A rip cut is a fundamental type of cut in wood parallel to its grain structure. Because the three projects in this series incorporate bending and twisting of their wood members (stressing the wood structure) to give them form, they all share the need for a consistent parallel grain and thus the rip cut was the primary process in producing the components. Without this consistent parallel grain or grain runout (where the grain runs off the edge of a board) the linear wood pieces tend to split and break. Certain measures can be taken to minimize this, such as selecting good boards or steaming the pieces prior to bending, but in the end it is a natural material and so limitations and potential flaws must be embraced. These projects aim to strike a balance between the craft and risk of working with such natural materials and the ‘control’ and precision of digital fabrication methods.
The three projects in this series – the LAMELLAE Screen, the STRAIN Lamp, and the SHEAF Lamp used wood from the three same walnut boards. For the largest – LAMELLAE Screen – slats were cut first, then the remaining stock was used to cut strips for STRAIN Lamp. The SHEAF Lamp was designed afterwards, specifically to make use of the off-cut or scrap pieces from the first two projects.
The LAMELLAE Screen builds on ideas explored in the LAMELLAE Series and is the first prototype taking these same ideas to a larger more spatial configuration. As a singular piece, it was designed as a small room divider/visual screen, leveraging the twisting capacity of the custom sliced walnut slats to modulate visibility, shadow, and depth. As a potentially larger system, the screen can be modified (through the parametric model) to accommodate any number of ‘local’ requirements such as level of visibility, density of slats, degree of twist, or amount of undulation. For this first prototype, the slats were formed as-is. By incorporating steaming to the process a higher degree of bending and forming could be achieved.

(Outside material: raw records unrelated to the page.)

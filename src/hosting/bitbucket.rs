//! Bitbucket URL grammar.
//!
//! Bitbucket serves both directories and files under `src/` and always
//! renders Markdown, so a line selection in a `.md` file switches to the
//! `annotate/` view which shows raw lines.

use camino::Utf8Path;
use url::Url;

use super::base::RepositoryBase;
use super::types::LineRange;

pub(super) fn commit_url(base: &RepositoryBase, sha: &str) -> Url {
    base.join(&["commits", sha])
}

pub(super) fn tree_url(base: &RepositoryBase, commitish: &str, path: &str) -> Url {
    base.join(&["src", commitish, path])
}

pub(super) fn blob_url(
    base: &RepositoryBase,
    commitish: &str,
    path: &str,
    range: Option<LineRange>,
) -> Url {
    let Some(selection) = range else {
        return base.join(&["src", commitish, path]);
    };

    let view = if Utf8Path::new(path).extension() == Some("md") {
        "annotate"
    } else {
        "src"
    };
    let mut url = base.join(&[view, commitish, path]);
    url.set_fragment(Some(&match selection {
        LineRange::Line(line) => format!("lines-{line}"),
        LineRange::Span { start, end } => format!("lines-{start}:{end}"),
    }));
    url
}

The STRAIN Lamp is a prototype exploring the steam bending process, material capacities (for bending, twisting, and translation) and their relationship to digital design. The name refers to both the stranded units of fabrication and the stress the material undergoes during the forming process. Early tests with the process provided feedback which informed a parametric model used to generate the formwork (armature ribs) for the walnut strands. Because the digital model does not fully simulate the material behaviors, it is only an assumption and a starting point. Parametric design is much about controlling specific variables and so the project begs the question – how can the material potential be fully exploited with the minimum amount of ‘control’ or ‘how much control is too much’?
Unlike the first two projects in this series, the design of the SHEAF Lamp emerged not as a formal or material exploration for its own sake, but from a desire to incorporate ‘waste’ or offcut pieces into an object, leveraging similar techniques as the other projects. As the name implies, it references a vertical bundle of strands (the offcut ¼” x ¼” walnut pieces were bound together in the shop to store and became the conceptual starting point). A simple strategy to ‘pinch’ and ‘pull’ the density of the bundle drove the design.